Created on 06-29-2017 07:27 PM - edited 08-17-2019 12:12 PM
Apache NiFi has grown tremendously over the past 2 and a half years since it was open sourced. The community is continuously thinking of, implementing, and contributing amazing new features. The newly released version 1.2.0 of NiFi is no exception. One of the most exciting features of this new release is the QueryRecord Processor and the Record Reader and Record Writer components that go along with it. If you aren't familiar with those components, there's a blog post that explains how those work.
This new Processor, powered by Apache Calcite, allows users to write SQL SELECT statements to run over their data as it streams through the system. Each FlowFile in NiFi can be treated as if it were a database table named FLOWFILE. These SQL queries can be used to filter specific columns or fields from your data, rename those columns/fields, filter rows, perform calculations and aggregations on the data, route the data, or whatever else you may want to use SQL for.

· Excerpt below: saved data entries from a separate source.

//! API server binary
//!
//! Run with: cargo run --bin ultralearn-server

use tracing_subscriber::{layer::SubscriberExt, util::SubscriberInitExt};
use ultralearn::{config::AppConfig, server::ApiServer};

#[tokio::main]
async fn main() -> anyhow::Result<()> {
    // Initialize tracing
    tracing_subscriber::registry()
        .with(
            tracing_subscriber::EnvFilter::try_from_default_env()
                .unwrap_or_else(|_| "ultralearn=info,tower_http=debug".into()),
        )
        .with(tracing_subscriber::fmt::layer())
        .init();

    // Load configuration
    let config = AppConfig::load();

    tracing::info!("Configuration loaded");
    tracing::info!("  - Environment: {}", config.environment);
    tracing::info!("  - Database: {}", config.database.path.display());
    tracing::info!("  - Embedding model: {}", config.llm.embed_model);
    tracing::info!("  - Chat model: {}", config.llm.chat_model);

    // Check Ollama
    tracing::info!("Checking Ollama at {}...", config.llm.base_url);
    let client = reqwest::Client::new();
    match client
        .get(format!("{}/api/tags", config.llm.base_url))
        .send()
        .await
    {
        Ok(resp) if resp.status().is_success() => {
            tracing::info!("Ollama is running");
        }
        _ => {
            tracing::warn!("Ollama not available at {}", config.llm.base_url);
            tracing::warn!("Chat and flashcard generation will fall back to canned replies");
            tracing::warn!("Start it with: ollama serve");
            tracing::warn!(
                "Pull models: ollama pull {} && ollama pull {}",
                config.llm.embed_model,
                config.llm.chat_model
            );
        }
    }

    let server = ApiServer::new(config)?;

    println!("\nServer starting...");
    println!("  API: http://{}/api", server.address());
    println!("  Health: http://{}/api/health", server.address());
    println!("  WebSocket: ws://{}/ws/chat", server.address());
    println!("\nPress Ctrl+C to stop\n");

    server.start().await?;

    Ok(())
}
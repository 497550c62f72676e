//! Mock data seeding for development and testing
//!
//! Creates the standard trio of test accounts plus enough learning, chat,
//! engagement, and activity rows to make every dashboard endpoint show
//! something. Used by the dev-tools endpoints and the seed CLI.

use rand::Rng;
use serde::Serialize;

use crate::auth;
use crate::error::Result;
use crate::storage::Database;
use crate::types::activity::TrackActivityRequest;
use crate::types::chat::NewMessage;
use crate::types::User;

pub const MOCK_USERNAMES: [&str; 3] = ["alice", "bob", "charlie"];
pub const MOCK_PASSWORD: &str = "testpass123";

const MOCK_ROOM: &str = "Study Group";
const MOCK_BADGES: [&str; 2] = ["First Steps", "Study Streak"];

/// Per-table counts of seeded data
#[derive(Debug, Clone, Serialize)]
pub struct MockStats {
    pub users: i64,
    pub flashcard_packs: i64,
    pub flashcards: i64,
    pub chat_rooms: i64,
    pub activities: i64,
    pub study_sessions: i64,
}

impl MockStats {
    pub fn total(&self) -> i64 {
        self.users
            + self.flashcard_packs
            + self.flashcards
            + self.chat_rooms
            + self.activities
            + self.study_sessions
    }
}

/// Seeds and flushes the standard mock dataset
pub struct MockDataManager {
    db: Database,
}

impl MockDataManager {
    pub fn new(db: Database) -> Self {
        Self { db }
    }

    /// Seed everything. Returns the number of rows created.
    pub async fn seed_all(&self) -> Result<usize> {
        let mut created = self.seed_users().await?;

        // Content is seeded once per flush; the mock room marks a seeded state
        if self.db.get_room_by_name(MOCK_ROOM)?.is_none() {
            created += self.seed_learning()?;
            created += self.seed_engagement()?;
            created += self.seed_chat()?;
            created += self.seed_dashboard()?;
        }

        tracing::info!(created, "Mock data seeded");
        Ok(created)
    }

    async fn seed_users(&self) -> Result<usize> {
        let accounts = [
            ("alice", "alice@test.com", "user"),
            ("bob", "bob@test.com", "user"),
            ("charlie", "charlie@test.com", "admin"),
        ];
        let hash = auth::hash_password(MOCK_PASSWORD.to_string()).await?;

        let mut created = 0;
        for (username, email, role) in accounts {
            if self.db.get_user_by_username(username)?.is_none() {
                self.db.create_user(username, email, &hash, role)?;
                created += 1;
            }
        }
        Ok(created)
    }

    /// alice and bob, the two accounts that own seeded content
    fn content_users(&self) -> Result<Vec<User>> {
        let mut users = Vec::new();
        for username in ["alice", "bob"] {
            if let Some(user) = self.db.get_user_by_username(username)? {
                users.push(user);
            }
        }
        Ok(users)
    }

    fn seed_learning(&self) -> Result<usize> {
        let users = self.content_users()?;
        let [Some(alice), Some(bob)] = [users.first(), users.get(1)] else {
            return Ok(0);
        };

        let packs = [
            ("Python Basics", "Fundamental Python concepts", alice.id),
            ("Data Structures", "Lists, dicts, sets", alice.id),
            ("Web Development", "Flask and APIs", bob.id),
        ];

        let mut created = 0;
        for (title, description, owner_id) in packs {
            let pack = self.db.create_pack(title, Some(description), owner_id)?;
            created += 1;

            let cards = [
                (
                    format!("What is {} concept 1?", title),
                    format!("Answer about {}", title),
                ),
                (
                    format!("How does {} work?", title),
                    format!("Explanation of {}", title),
                ),
            ];
            created += self
                .db
                .insert_flashcards(&cards, owner_id, pack.id)?
                .len();
        }
        Ok(created)
    }

    fn seed_engagement(&self) -> Result<usize> {
        let users = self.content_users()?;
        if users.is_empty() {
            return Ok(0);
        }

        let badges = [
            ("First Steps", "Complete first lesson", "/icons/first.png"),
            ("Study Streak", "7 days in a row", "/icons/streak.png"),
        ];
        let mut created = 0;
        for (name, description, icon_url) in badges {
            self.db.insert_badge(name, Some(description), Some(icon_url))?;
            created += 1;
        }

        let mut rng = rand::thread_rng();
        for user in &users {
            self.db.add_points(user.id, rng.gen_range(100..=1000))?;
            self.db
                .upsert_progress(user.id, Some("Beginner"), Some(&[1, 2, 3]))?;
            self.db
                .insert_notification(user.id, &format!("Welcome {}!", user.username), None)?;
            created += 3;
        }
        Ok(created)
    }

    fn seed_chat(&self) -> Result<usize> {
        let users = self.content_users()?;
        let [Some(alice), Some(bob)] = [users.first(), users.get(1)] else {
            return Ok(0);
        };

        let room = self.db.create_room(MOCK_ROOM, "", false, None)?;
        let mut created = 1;

        for user in &users {
            self.db.add_participant(room.id, user.id)?;
            created += 1;
        }

        let messages = [
            (alice.id, "Hello everyone!"),
            (bob.id, "Hi! Ready to study?"),
        ];
        for (sender_id, content) in messages {
            self.db.insert_message(&NewMessage::text(
                room.id,
                sender_id,
                content.to_string(),
                "user".to_string(),
            ))?;
            created += 1;
        }
        Ok(created)
    }

    fn seed_dashboard(&self) -> Result<usize> {
        let users = self.content_users()?;
        let [Some(alice), Some(bob)] = [users.first(), users.get(1)] else {
            return Ok(0);
        };

        let activities = [
            (alice.id, "page_view", Some("/flashcards"), None, Some("sess_1")),
            (
                alice.id,
                "button_click",
                Some("/flashcards"),
                Some("create-btn"),
                None,
            ),
            (bob.id, "page_view", Some("/dashboard"), None, Some("sess_2")),
        ];
        let mut created = 0;
        for (user_id, activity_type, page_url, element_id, session_id) in activities {
            self.db.insert_activity(
                user_id,
                &TrackActivityRequest {
                    activity_type: activity_type.to_string(),
                    page_url: page_url.map(|s| s.to_string()),
                    element_id: element_id.map(|s| s.to_string()),
                    extra_data: None,
                    session_id: session_id.map(|s| s.to_string()),
                },
            )?;
            created += 1;
        }

        let sessions = [(alice.id, "Python", 2700), (bob.id, "Math", 1800)];
        for (user_id, subject, duration) in sessions {
            self.db.insert_study_session(user_id, duration, subject, true)?;
            created += 1;
        }
        Ok(created)
    }

    /// Remove all mock rows. Returns the number of rows removed.
    pub fn flush_all(&self) -> Result<usize> {
        let mut removed = 0;

        removed += self.db.delete_room_by_name(MOCK_ROOM)?;
        removed += self.db.delete_badges_by_names(&MOCK_BADGES)?;

        for username in MOCK_USERNAMES {
            if let Some(user) = self.db.get_user_by_username(username)? {
                removed += self.db.purge_user(user.id)?;
            }
        }

        tracing::info!(removed, "Mock data flushed");
        Ok(removed)
    }

    /// Current per-table counts
    pub fn stats(&self) -> Result<MockStats> {
        Ok(MockStats {
            users: self.db.count_users_named(&MOCK_USERNAMES)?,
            flashcard_packs: self.db.count_all("flashcard_packs")?,
            flashcards: self.db.count_all("flashcards")?,
            chat_rooms: self.db.count_all("chat_rooms")?,
            activities: self.db.count_all("user_activity")?,
            study_sessions: self.db.count_all("study_sessions")?,
        })
    }
}

#[cfg(test)]
mod tests {
    use super::*;

    #[tokio::test]
    async fn test_seed_flush_cycle() {
        let db = Database::in_memory().unwrap();
        let manager = MockDataManager::new(db.clone());

        let created = manager.seed_all().await.unwrap();
        assert!(created > 0);

        let stats = manager.stats().unwrap();
        assert_eq!(stats.users, 3);
        assert_eq!(stats.flashcard_packs, 3);
        assert_eq!(stats.flashcards, 6);
        assert_eq!(stats.chat_rooms, 1);
        assert_eq!(stats.study_sessions, 2);

        let removed = manager.flush_all().unwrap();
        assert!(removed > 0);

        let stats = manager.stats().unwrap();
        assert_eq!(stats.users, 0);
        assert_eq!(stats.flashcards, 0);
        assert_eq!(stats.total(), 0);
    }

    #[tokio::test]
    async fn test_seed_is_user_idempotent() {
        let db = Database::in_memory().unwrap();
        let manager = MockDataManager::new(db.clone());

        manager.seed_all().await.unwrap();
        // Reseeding must not duplicate user accounts
        manager.seed_all().await.unwrap();
        assert_eq!(manager.stats().unwrap().users, 3);
    }
}
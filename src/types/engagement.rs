//! Gamification, progress, and notification types

use chrono::{DateTime, Utc};
use serde::{Deserialize, Serialize};

/// Points total for a user
#[derive(Debug, Clone, Serialize)]
pub struct Score {
    pub id: i64,
    pub user_id: i64,
    pub points: i64,
}

/// An earnable badge
#[derive(Debug, Clone, Serialize)]
pub struct Badge {
    pub id: i64,
    pub name: String,
    pub description: Option<String>,
    pub icon_url: Option<String>,
}

/// A badge awarded to a user
#[derive(Debug, Clone, Serialize)]
pub struct UserBadge {
    pub id: i64,
    pub user_id: i64,
    pub badge_id: i64,
    pub awarded_at: DateTime<Utc>,
    pub badge: Badge,
}

/// Learning progress for a user
#[derive(Debug, Clone, Serialize)]
pub struct Progress {
    pub id: i64,
    pub user_id: i64,
    pub current_level: Option<String>,
    pub completed_lessons: Vec<i64>,
    pub last_updated: DateTime<Utc>,
}

/// A user notification
#[derive(Debug, Clone, Serialize)]
pub struct Notification {
    pub id: i64,
    pub user_id: i64,
    pub message: String,
    pub is_read: bool,
    pub created_at: DateTime<Utc>,
    pub notify_at: Option<DateTime<Utc>>,
}

/// POST /api/engagement/add-points
#[derive(Debug, Clone, Deserialize)]
pub struct AddPointsRequest {
    #[serde(default)]
    pub points: i64,
}

/// POST /api/engagement/progress
#[derive(Debug, Clone, Deserialize)]
pub struct UpdateProgressRequest {
    #[serde(default)]
    pub current_level: Option<String>,
    #[serde(default)]
    pub completed_lessons: Option<Vec<i64>>,
}
//! Activity tracking and LLM query log types

use chrono::{DateTime, Utc};
use serde::{Deserialize, Serialize};

/// A tracked frontend activity (page view, button click, ...)
#[derive(Debug, Clone, Serialize)]
pub struct UserActivity {
    pub id: i64,
    pub user_id: i64,
    pub activity_type: String,
    pub page_url: Option<String>,
    pub element_id: Option<String>,
    pub extra_data: Option<serde_json::Value>,
    pub session_id: Option<String>,
    pub timestamp: DateTime<Utc>,
}

/// POST /api/dashboard/track
#[derive(Debug, Clone, Deserialize)]
pub struct TrackActivityRequest {
    pub activity_type: String,
    #[serde(default)]
    pub page_url: Option<String>,
    #[serde(default)]
    pub element_id: Option<String>,
    #[serde(default, rename = "metadata")]
    pub extra_data: Option<serde_json::Value>,
    #[serde(default)]
    pub session_id: Option<String>,
}

/// POST /api/dashboard/sessions
#[derive(Debug, Clone, Deserialize)]
pub struct DashboardSessionRequest {
    #[serde(default = "default_dashboard_subject")]
    pub subject: String,
    #[serde(default)]
    pub duration_minutes: i64,
    #[serde(default = "default_true")]
    pub completed: bool,
}

fn default_dashboard_subject() -> String {
    "Flashcards".to_string()
}

fn default_true() -> bool {
    true
}

/// A logged LLM call
#[derive(Debug, Clone)]
pub struct LlmQueryLog {
    pub id: i64,
    pub user_id: Option<i64>,
    pub prompt: String,
    pub response: Option<String>,
    pub model_name: Option<String>,
    pub created_at: DateTime<Utc>,
}
fn row_to_flashcard(row: &Row) -> rusqlite::Result<Flashcard> {
    Ok(Flashcard {
        id: row.get(0)?,
        question: row.get(1)?,
        answer: row.get(2)?,
        owner_id: row.get(3)?,
        pack_id: row.get(4)?,
        next_review: row.get(5)?,
        image_url: row.get(6)?,
        audio_url: row.get(7)?,
    })
}

fn row_to_session(row: &Row) -> rusqlite::Result<StudySession> {
    Ok(StudySession {
        id: row.get(0)?,
        user_id: row.get(1)?,
        duration: row.get(2)?,
        subject: row.get(3)?,
        completed: row.get(4)?,
        timestamp: row.get(5)?,
    })
}

fn row_to_score(row: &Row) -> rusqlite::Result<Score> {
    Ok(Score {
        id: row.get(0)?,
        user_id: row.get(1)?,
        points: row.get(2)?,
    })
}

fn row_to_badge(row: &Row) -> rusqlite::Result<Badge> {
    Ok(Badge {
        id: row.get(0)?,
        name: row.get(1)?,
        description: row.get(2)?,
        icon_url: row.get(3)?,
    })
}

fn row_to_progress(row: &Row) -> rusqlite::Result<Progress> {
    let lessons_json: String = row.get(3)?;
    Ok(Progress {
        id: row.get(0)?,
        user_id: row.get(1)?,
        current_level: row.get(2)?,
        completed_lessons: serde_json::from_str(&lessons_json).unwrap_or_default(),
        last_updated: row.get(4)?,
    })
}

fn row_to_notification(row: &Row) -> rusqlite::Result<Notification> {
    Ok(Notification {
        id: row.get(0)?,
        user_id: row.get(1)?,
        message: row.get(2)?,
        is_read: row.get(3)?,
        created_at: row.get(4)?,
        notify_at: row.get(5)?,
    })
}

#[cfg(test)]
mod tests {
    use super::*;

    fn test_user(db: &Database, name: &str) -> User {
        db.create_user(name, &format!("{}@test.com", name), "hash", "user")
            .unwrap()
    }

    #[test]
    fn test_file_backed_persistence() {
        let dir = tempfile::tempdir().unwrap();
        let path = dir.path().join("test.sqlite3");

        {
            let db = Database::new(&path).unwrap();
            test_user(&db, "alice");
        }

        // Reopen: migration is idempotent and data survives
        let db = Database::new(&path).unwrap();
        assert!(db.get_user_by_username("alice").unwrap().is_some());
    }

    #[test]
    fn test_user_crud() {
        let db = Database::in_memory().unwrap();
        let user = test_user(&db, "alice");

        let fetched = db.get_user(user.id).unwrap().unwrap();
        assert_eq!(fetched.username, "alice");
        assert_eq!(fetched.role, "user");

        assert!(db.username_exists("alice", None).unwrap());
        assert!(!db.username_exists("alice", Some(user.id)).unwrap());
        assert!(db.email_exists("alice@test.com", None).unwrap());

        db.update_user_profile(user.id, Some("alice2"), None).unwrap();
        assert_eq!(db.get_user(user.id).unwrap().unwrap().username, "alice2");
    }

    #[test]
    fn test_duplicate_username_rejected() {
        let db = Database::in_memory().unwrap();
        test_user(&db, "alice");
        assert!(db
            .create_user("alice", "other@test.com", "hash", "user")
            .is_err());
    }

    #[test]
    fn test_room_and_messages() {
        let db = Database::in_memory().unwrap();
        let user = test_user(&db, "alice");
        let room = db.create_room("Study Group", "", false, Some(user.id)).unwrap();

        db.add_participant(room.id, user.id).unwrap();
        assert!(db.is_participant(room.id, user.id).unwrap());
        // Duplicate join violates UNIQUE(room_id, user_id)
        assert!(db.add_participant(room.id, user.id).is_err());

        for i in 0..3 {
            db.insert_message(&NewMessage::text(
                room.id,
                user.id,
                format!("msg {}", i),
                "user".to_string(),
            ))
            .unwrap();
        }

        let messages = db.messages_for_room(room.id).unwrap();
        assert_eq!(messages.len(), 3);
        assert_eq!(messages[0].content, "msg 0");

        let recent = db.recent_messages(room.id, 2).unwrap();
        assert_eq!(recent.len(), 2);
        assert_eq!(recent[0].content, "msg 1");
        assert_eq!(recent[1].content, "msg 2");

        assert_eq!(db.count_messages_by_sender(user.id).unwrap(), 3);
    }

    #[test]
    fn test_pack_cascade() {
        let db = Database::in_memory().unwrap();
        let user = test_user(&db, "alice");
        let pack = db.create_pack("Rust", Some("basics"), user.id).unwrap();
        db.create_flashcard("Q1", "A1", user.id, Some(pack.id)).unwrap();
        db.create_flashcard("Q2", "A2", user.id, Some(pack.id)).unwrap();

        assert_eq!(db.flashcards_in_pack(pack.id).unwrap().len(), 2);

        // Deleting the pack cascades to its cards
        {
            let conn = db.conn.lock();
            conn.execute("DELETE FROM flashcard_packs WHERE id = ?1", params![pack.id])
                .unwrap();
        }
        assert_eq!(db.flashcards_in_pack(pack.id).unwrap().len(), 0);
    }

    #[test]
    fn test_flashcard_owner_scoping() {
        let db = Database::in_memory().unwrap();
        let alice = test_user(&db, "alice");
        let bob = test_user(&db, "bob");
        let card = db.create_flashcard("Q", "A", alice.id, None).unwrap();

        assert!(db.get_flashcard(card.id, bob.id).unwrap().is_none());
        assert!(!db.delete_flashcard(card.id, bob.id).unwrap());
        assert!(db.delete_flashcard(card.id, alice.id).unwrap());
    }

    #[test]
    fn test_score_upsert() {
        let db = Database::in_memory().unwrap();
        let user = test_user(&db, "alice");

        let score = db.get_or_create_score(user.id).unwrap();
        assert_eq!(score.points, 0);

        let score = db.add_points(user.id, 50).unwrap();
        assert_eq!(score.points, 50);
        let score = db.add_points(user.id, 25).unwrap();
        assert_eq!(score.points, 75);
    }

    #[test]
    fn test_progress_upsert() {
        let db = Database::in_memory().unwrap();
        let user = test_user(&db, "alice");

        assert!(db.get_progress(user.id).unwrap().is_none());

        let progress = db
            .upsert_progress(user.id, Some("Beginner"), Some(&[1, 2, 3]))
            .unwrap();
        assert_eq!(progress.completed_lessons, vec![1, 2, 3]);

        // Partial update keeps existing fields
        let progress = db.upsert_progress(user.id, Some("Intermediate"), None).unwrap();
        assert_eq!(progress.current_level.as_deref(), Some("Intermediate"));
        assert_eq!(progress.completed_lessons, vec![1, 2, 3]);
    }

    #[test]
    fn test_notifications() {
        let db = Database::in_memory().unwrap();
        let user = test_user(&db, "alice");

        let n = db.insert_notification(user.id, "Welcome!", None).unwrap();
        assert!(!n.is_read);

        let read = db.mark_notification_read(n.id).unwrap().unwrap();
        assert!(read.is_read);

        assert!(db.mark_notification_read(999).unwrap().is_none());
    }

    #[test]
    fn test_leaderboard() {
        let db = Database::in_memory().unwrap();
        let alice = test_user(&db, "alice");
        let bob = test_user(&db, "bob");
        db.add_points(alice.id, 100).unwrap();
        db.add_points(bob.id, 250).unwrap();

        let board = db.leaderboard(10).unwrap();
        assert_eq!(board.len(), 2);
        assert_eq!(board[0].username, "bob");
        assert_eq!(board[0].rank, 1);
        assert_eq!(board[1].username, "alice");
    }

    #[test]
    fn test_purge_user() {
        let db = Database::in_memory().unwrap();
        let user = test_user(&db, "alice");
        let pack = db.create_pack("P", None, user.id).unwrap();
        db.create_flashcard("Q", "A", user.id, Some(pack.id)).unwrap();
        db.add_points(user.id, 10).unwrap();
        db.insert_notification(user.id, "hi", None).unwrap();

        let removed = db.purge_user(user.id).unwrap();
        assert!(removed >= 5);
        assert!(db.get_user(user.id).unwrap().is_none());
        assert_eq!(db.count_flashcards(user.id).unwrap(), 0);
    }
}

All from the comfy confines of the most widely known and used Domain Specific Language.
This is a big deal! Of course, there are already other platforms that allow you to run SQL over arbitrary data, though. So let's touch on how NiFi differs from other platforms that run SQL over arbitrary data outside of an RDBMS:
In order to get started, we need to add a QueryRecord Processor to the graph. Once we've added the Processor to the graph, we need to configure three things: the Controller Service to use for reading data, the service to use for writing the results, and one or more SQL queries. The first time that you set this all up, it may seem like there's a lot going on. But once you've done it a couple of times, it becomes pretty trivial. The rest of this post will be dedicated to setting everything up. First, we will configure the Record Reader Controller Service. We'll choose to create a new service:
We are given a handful of different types of services to choose from. For this example, we will use CSV data, so we will use a CSVReader:
We will come back and configure our new CSVReader service in a moment. For now, we will click the "Create" button and then choose to create a new Controller Service to write the results. We will write the results in JSON format:
We can again click the "Create" button to create the service. Now that we have created our Controller Services, we will click the "Go To" button on our reader service to jump to the Controller Service configuration page:
We can click the pencil in the right-hand column to configure our CSV Reader:
The CSV Reader gives us plenty of options to customize the reader to our format, as can be seen in the above image. For this example, we will leave most of the defaults, but we will change the "Skip Header Line" Property from the default value of "false" to "true" because our data will contain a header line that we don't want to process as an actual record.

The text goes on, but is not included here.